**PROBLEM STATEMENT**
Search each line below for "configuration", then return the lines where it appears.

[Extracted records]
:::

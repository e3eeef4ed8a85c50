//! Prometheus metrics collection for routegate
//!
//! This module provides metrics instrumentation for tracking:
//! - Routing decisions by how the backend was selected
//! - Delegations by reason
//! - Circuit breaker transitions
//! - Rate-limit rejections by limit
//! - Items touched by each compaction operation
//!
//! All label values come from closed enums so cardinality is fixed at
//! compile time.

use prometheus::{
    Encoder, HistogramOpts, HistogramVec, IntCounterVec, Opts, Registry, TextEncoder,
};
use std::sync::Arc;

/// How a routing decision picked its backend
#[derive(Debug, Clone, Copy, PartialEq, Eq)]
pub enum Selection {
    RiskOverride,
    ContextOverride,
    Ranked,
}

impl Selection {
    pub fn as_str(&self) -> &'static str {
        match self {
            Selection::RiskOverride => "risk_override",
            Selection::ContextOverride => "context_override",
            Selection::Ranked => "ranked",
        }
    }
}

/// Which rate limit rejected a request
#[derive(Debug, Clone, Copy, PartialEq, Eq)]
pub enum Limit {
    PerMinute,
    PerHour,
    Premium,
}

impl Limit {
    pub fn as_str(&self) -> &'static str {
        match self {
            Limit::PerMinute => "per_minute",
            Limit::PerHour => "per_hour",
            Limit::Premium => "premium",
        }
    }
}

/// Metrics collector for routegate
#[derive(Clone)]
pub struct Metrics {
    pub registry: Arc<Registry>,
    routing_decisions: IntCounterVec,
    routing_duration: HistogramVec,
    delegations: IntCounterVec,
    circuit_transitions: IntCounterVec,
    rate_limit_rejections: IntCounterVec,
    compaction_items: IntCounterVec,
}

impl Metrics {
    /// Create a new Metrics instance
    ///
    /// Registers all metrics with a new Prometheus registry.
    ///
    /// # Errors
    ///
    /// Returns an error if metric registration fails (e.g., duplicate names).
    pub fn new() -> Result<Self, prometheus::Error> {
        let registry = Registry::new();

        let routing_decisions = IntCounterVec::new(
            Opts::new(
                "routegate_routing_decisions_total",
                "Total routing decisions by selection path",
            ),
            &["selection"],
        )?;

        let routing_duration = HistogramVec::new(
            HistogramOpts::new(
                "routegate_routing_duration_ms",
                "Routing decision latency in milliseconds",
            )
            .buckets(vec![0.05, 0.1, 0.5, 1.0, 5.0, 10.0, 50.0, 100.0]),
            &["selection"],
        )?;

        let delegations = IntCounterVec::new(
            Opts::new(
                "routegate_delegations_total",
                "Tasks delegated away from the caller's current backend, by reason",
            ),
            &["reason"],
        )?;

        // Cardinality: 3 target states
        let circuit_transitions = IntCounterVec::new(
            Opts::new(
                "routegate_circuit_transitions_total",
                "Circuit breaker state transitions by target state",
            ),
            &["to"],
        )?;

        let rate_limit_rejections = IntCounterVec::new(
            Opts::new(
                "routegate_rate_limit_rejections_total",
                "Requests rejected by the per-user rate limiter, by limit",
            ),
            &["limit"],
        )?;

        let compaction_items = IntCounterVec::new(
            Opts::new(
                "routegate_compaction_items_total",
                "Items removed, summarized or archived by compaction, by operation",
            ),
            &["operation"],
        )?;

        registry.register(Box::new(routing_decisions.clone()))?;
        registry.register(Box::new(routing_duration.clone()))?;
        registry.register(Box::new(delegations.clone()))?;
        registry.register(Box::new(circuit_transitions.clone()))?;
        registry.register(Box::new(rate_limit_rejections.clone()))?;
        registry.register(Box::new(compaction_items.clone()))?;

        Ok(Self {
            registry: Arc::new(registry),
            routing_decisions,
            routing_duration,
            delegations,
            circuit_transitions,
            rate_limit_rejections,
            compaction_items,
        })
    }

    /// Record one routing decision and its latency
    ///
    /// # Errors
    ///
    /// Returns an error if `duration_ms` is NaN, infinite, or negative.
    pub fn record_routing(
        &self,
        selection: Selection,
        duration_ms: f64,
    ) -> Result<(), prometheus::Error> {
        if !duration_ms.is_finite() || duration_ms < 0.0 {
            return Err(prometheus::Error::Msg(format!(
                "Histogram value must be finite and non-negative, got: {}",
                duration_ms
            )));
        }
        self.routing_decisions
            .get_metric_with_label_values(&[selection.as_str()])?
            .inc();
        self.routing_duration
            .get_metric_with_label_values(&[selection.as_str()])?
            .observe(duration_ms);
        Ok(())
    }

    /// Record a delegation; `reason` is a `DelegationReason` label
    pub fn record_delegation(&self, reason: &'static str) -> Result<(), prometheus::Error> {
        self.delegations
            .get_metric_with_label_values(&[reason])?
            .inc();
        Ok(())
    }

    /// Record a circuit transition; `to` is a `CircuitState` label
    pub fn record_circuit_transition(&self, to: &'static str) -> Result<(), prometheus::Error> {
        self.circuit_transitions
            .get_metric_with_label_values(&[to])?
            .inc();
        Ok(())
    }

    pub fn record_rate_limit_rejection(&self, limit: Limit) -> Result<(), prometheus::Error> {
        self.rate_limit_rejections
            .get_metric_with_label_values(&[limit.as_str()])?
            .inc();
        Ok(())
    }

    /// Record items touched by a compaction operation
    pub fn record_compaction(
        &self,
        operation: &'static str,
        items: u64,
    ) -> Result<(), prometheus::Error> {
        self.compaction_items
            .get_metric_with_label_values(&[operation])?
            .inc_by(items);
        Ok(())
    }

    /// Render all metrics in Prometheus text exposition format
    pub fn gather_text(&self) -> Result<String, prometheus::Error> {
        let encoder = TextEncoder::new();
        let families = self.registry.gather();
        let mut buffer = Vec::new();
        encoder.encode(&families, &mut buffer)?;
        String::from_utf8(buffer).map_err(|e| prometheus::Error::Msg(e.to_string()))
    }
}

/// Log a failed metrics update without disturbing the caller
pub(crate) fn warn_on_error(operation: &str, result: Result<(), prometheus::Error>) {
    if let Err(e) = result {
        tracing::warn!(operation, error = %e, "Failed to record metric");
    }
}

#[cfg(test)]
mod tests {
    use super::*;

    #[test]
    fn test_metrics_new_registers_everything() {
        let metrics = Metrics::new().expect("should create metrics");
        metrics.record_routing(Selection::Ranked, 0.4).unwrap();
        metrics.record_delegation("large_context").unwrap();
        metrics.record_circuit_transition("open").unwrap();
        metrics.record_rate_limit_rejection(Limit::PerMinute).unwrap();
        metrics.record_compaction("circuits", 3).unwrap();

        let text = metrics.gather_text().unwrap();
        assert!(text.contains("routegate_routing_decisions_total{selection=\"ranked\"} 1"));
        assert!(text.contains("routegate_delegations_total{reason=\"large_context\"} 1"));
        assert!(text.contains("routegate_circuit_transitions_total{to=\"open\"} 1"));
        assert!(text.contains("routegate_rate_limit_rejections_total{limit=\"per_minute\"} 1"));
        assert!(text.contains("routegate_compaction_items_total{operation=\"circuits\"} 3"));
    }

    #[test]
    fn test_record_routing_rejects_nan() {
        let metrics = Metrics::new().unwrap();
        assert!(metrics.record_routing(Selection::Ranked, f64::NAN).is_err());
        assert!(metrics.record_routing(Selection::Ranked, -1.0).is_err());
    }

    #[test]
    fn test_label_strings() {
        assert_eq!(Selection::RiskOverride.as_str(), "risk_override");
        assert_eq!(Selection::ContextOverride.as_str(), "context_override");
        assert_eq!(Limit::Premium.as_str(), "premium");
        assert_eq!(Limit::PerHour.as_str(), "per_hour");
    }
}
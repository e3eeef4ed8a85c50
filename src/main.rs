//! routegate command-line entry point
//!
//! Every subcommand prints one JSON document on stdout. Logs go to stderr.

use clap::Parser;
use routegate::{
    cli::{Cli, Command, generate_config_template},
    compactor::{Operation, StateCompactor},
    config::Config,
    decision_log::DecisionLog,
    metrics::Metrics,
    models::{CircuitBreakerRegistry, ModelAvailability},
    rate_limit::RateLimiter,
    router::{ExecutionPlanner, TaskRequest, estimate_tokens},
    telemetry,
};
use serde_json::json;
use std::sync::Arc;
use std::time::Duration;

#[tokio::main]
async fn main() -> Result<(), Box<dyn std::error::Error>> {
    let cli = Cli::parse();

    let Some(command) = cli.command else {
        eprintln!("No command given. Run `routegate --help` for usage.");
        return Ok(());
    };

    // Template generation must work before any config exists
    if let Command::Config { output } = &command {
        match output {
            Some(path) => {
                std::fs::write(path, generate_config_template())?;
                eprintln!("Wrote configuration template to {}", path);
            }
            None => print!("{}", generate_config_template()),
        }
        return Ok(());
    }

    let config = Arc::new(Config::from_file(&cli.config)?);
    telemetry::init(&config.observability.log_level);
    let metrics = Arc::new(Metrics::new()?);

    tracing::debug!(
        config = %cli.config,
        state_dir = %config.state.dir.display(),
        "Loaded configuration"
    );

    match command {
        Command::Config { .. } => {}
        Command::Route {
            task,
            context_tokens,
            current,
            force,
            user,
            session,
        } => {
            let current = match current {
                Some(id) => id,
                None => config
                    .backends
                    .first()
                    .map(|b| b.id.clone())
                    .ok_or("no backends configured")?,
            };
            let context_tokens = context_tokens.unwrap_or_else(|| estimate_tokens(&task));
            let circuits = Arc::new(CircuitBreakerRegistry::new(&config, metrics.clone()));
            let planner = ExecutionPlanner::new(config.clone(), circuits, metrics.clone());

            let mut request = TaskRequest::new(task, current).with_context_tokens(context_tokens);
            if force {
                request = request.forced();
            }
            if let Some(session) = session {
                request = request.with_session(session);
            }
            let plan = match user.as_deref() {
                Some(user) => {
                    let limiter = RateLimiter::new(&config, metrics.clone());
                    match planner.analyze_for_user(&request, &limiter, user)? {
                        Ok(plan) => plan,
                        Err(verdict) => {
                            print_json(&json!({
                                "rateLimit": {
                                    "allowed": false,
                                    "reason": verdict.reason,
                                    "limit": verdict.limit.map(|l| l.as_str()),
                                }
                            }))?;
                            return Ok(());
                        }
                    }
                }
                None => planner.analyze(&request)?,
            };
            print_json(&json!({ "plan": plan }))?;
        }
        Command::Success { backend } => {
            require_backend(&config, &backend)?;
            let circuits = CircuitBreakerRegistry::new(&config, metrics.clone());
            let state = circuits.record_success(&backend)?;
            ModelAvailability::new(&config).mark(&backend, true, None)?;
            print_json(&json!({ "backend": backend, "state": state }))?;
        }
        Command::Failure { backend, error } => {
            require_backend(&config, &backend)?;
            let circuits = CircuitBreakerRegistry::new(&config, metrics.clone());
            let state = circuits.record_failure(&backend)?;
            ModelAvailability::new(&config).mark(&backend, false, Some(&error))?;
            print_json(&json!({ "backend": backend, "state": state, "error": error }))?;
        }
        Command::Status => {
            let circuits = CircuitBreakerRegistry::new(&config, metrics.clone());
            let limiter = RateLimiter::new(&config, metrics.clone());
            let availability = ModelAvailability::new(&config);
            let log = DecisionLog::new(&config);

            let mut usage = serde_json::Map::new();
            for user in limiter.snapshot()?.into_keys() {
                if let Some(u) = limiter.usage(&user)? {
                    usage.insert(user, serde_json::to_value(u)?);
                }
            }

            print_json(&json!({
                "circuits": circuits.snapshot()?,
                "rateLimits": usage,
                "availability": availability.store().load()?,
                "decisions": log.stats()?,
            }))?;
        }
        Command::Compact {
            dry_run,
            only,
            watch,
        } => {
            let compactor =
                Arc::new(StateCompactor::new(&config, metrics.clone()).with_dry_run(dry_run));
            if watch {
                let period = Duration::from_secs(config.compaction.interval_seconds);
                watch_compaction(compactor, only, period).await?;
            } else {
                let report = run_compaction(&compactor, only)?;
                print_json(&report)?;
            }
        }
    }

    Ok(())
}

fn require_backend(config: &Config, backend: &str) -> Result<(), Box<dyn std::error::Error>> {
    if config.backend(backend).is_none() {
        return Err(format!("unknown backend '{}'", backend).into());
    }
    Ok(())
}

fn run_compaction(
    compactor: &StateCompactor,
    only: Option<Operation>,
) -> routegate::error::AppResult<routegate::compactor::CompactionReport> {
    let now = chrono::Utc::now();
    match only {
        Some(op) => compactor.run_at(op, now),
        None => compactor.run_all_at(now),
    }
}

async fn watch_compaction(
    compactor: Arc<StateCompactor>,
    only: Option<Operation>,
    period: Duration,
) -> Result<(), Box<dyn std::error::Error>> {
    tracing::info!(
        interval_secs = period.as_secs(),
        dry_run = compactor.is_dry_run(),
        "Starting compaction watch"
    );
    let mut ticker = tokio::time::interval(period);
    loop {
        tokio::select! {
            _ = ticker.tick() => {
                let worker = compactor.clone();
                match tokio::task::spawn_blocking(move || run_compaction(&worker, only)).await? {
                    Ok(report) => print_json(&report)?,
                    // A failed pass is retried on the next tick
                    Err(e) => tracing::error!(error = %e, "Compaction pass failed"),
                }
            }
            _ = tokio::signal::ctrl_c() => {
                tracing::info!("Stopping compaction watch");
                return Ok(());
            }
        }
    }
}

fn print_json<T: serde::Serialize>(value: &T) -> Result<(), serde_json::Error> {
    println!("{}", serde_json::to_string_pretty(value)?);
    Ok(())
}
//! Routing logic for routegate
//!
//! `SemanticRouter` scores backends against the domains detected in a task
//! and produces a `SemanticDecision`; `ExecutionPlanner` turns that decision
//! into a delegate/stay plan with a fallback chain.

pub mod domains;
pub mod planner;
pub mod semantic;

pub use planner::{DelegationReason, ExecutionPlan, ExecutionPlanner, SpawnParams, TaskRequest};
pub use semantic::SemanticRouter;

use crate::models::BackendId;
use serde::{Deserialize, Serialize};
use std::collections::BTreeMap;

/// Relevance of one domain to a query
#[derive(Debug, Clone, PartialEq, Serialize, Deserialize)]
#[serde(rename_all = "camelCase")]
pub struct DomainScore {
    pub domain: String,
    /// 0..=100
    pub score: f64,
    pub matched_keywords: Vec<String>,
}

/// How well one backend fits a query
#[derive(Debug, Clone, PartialEq, Serialize, Deserialize)]
#[serde(rename_all = "camelCase")]
pub struct ModelExpertise {
    pub backend: BackendId,
    pub agent: Option<String>,
    pub name: String,
    /// 0..=100 after blind-spot adjustments
    pub score: f64,
    pub domain_expertise: BTreeMap<String, f64>,
    pub is_mandatory: bool,
    pub blind_spot_warnings: Vec<String>,
}

/// Alternative backend offered when specialist domains conflict
#[derive(Debug, Clone, PartialEq, Serialize, Deserialize)]
#[serde(rename_all = "camelCase")]
pub struct AlternativeSuggestion {
    pub backend: BackendId,
    pub score: f64,
    pub reason: String,
}

/// Result of one routing call
#[derive(Debug, Clone, PartialEq, Serialize, Deserialize)]
#[serde(rename_all = "camelCase")]
pub struct SemanticDecision {
    pub selected: BackendId,
    /// 0..=100
    pub confidence: f64,
    pub expertise_score: f64,
    pub domains: Vec<DomainScore>,
    /// Admissible backends, best first
    pub rankings: Vec<ModelExpertise>,
    pub risk_override: Option<String>,
    pub context_override: bool,
    pub conflict_detected: bool,
    pub hitl_required: bool,
    pub hitl_message: Option<String>,
    pub alternative: Option<AlternativeSuggestion>,
}

impl SemanticDecision {
    /// Score of `backend` in the ranking, if it was a candidate
    pub fn score_of(&self, backend: &str) -> Option<f64> {
        self.rankings
            .iter()
            .find(|m| m.backend.as_str() == backend)
            .map(|m| m.score)
    }
}

/// Coarse task complexity recorded in the decision log
#[derive(Debug, Clone, Copy, PartialEq, Eq, Deserialize, Serialize)]
#[serde(rename_all = "lowercase")]
pub enum Complexity {
    Simple,
    Moderate,
    Complex,
}

impl Complexity {
    pub fn as_str(&self) -> &'static str {
        match self {
            Self::Simple => "simple",
            Self::Moderate => "moderate",
            Self::Complex => "complex",
        }
    }
}

/// Estimate token count from a prompt string (simple heuristic: chars / 4)
pub fn estimate_tokens(prompt: &str) -> u64 {
    (prompt.chars().count() / 4) as u64
}

/// Round to one decimal place for stable, readable scores
pub(crate) fn round1(value: f64) -> f64 {
    (value * 10.0).round() / 10.0
}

:::

**ANSWER TO THIS PROBLEM**
                eprintln!("Wrote configuration template to {}", path);
        "Loaded configuration"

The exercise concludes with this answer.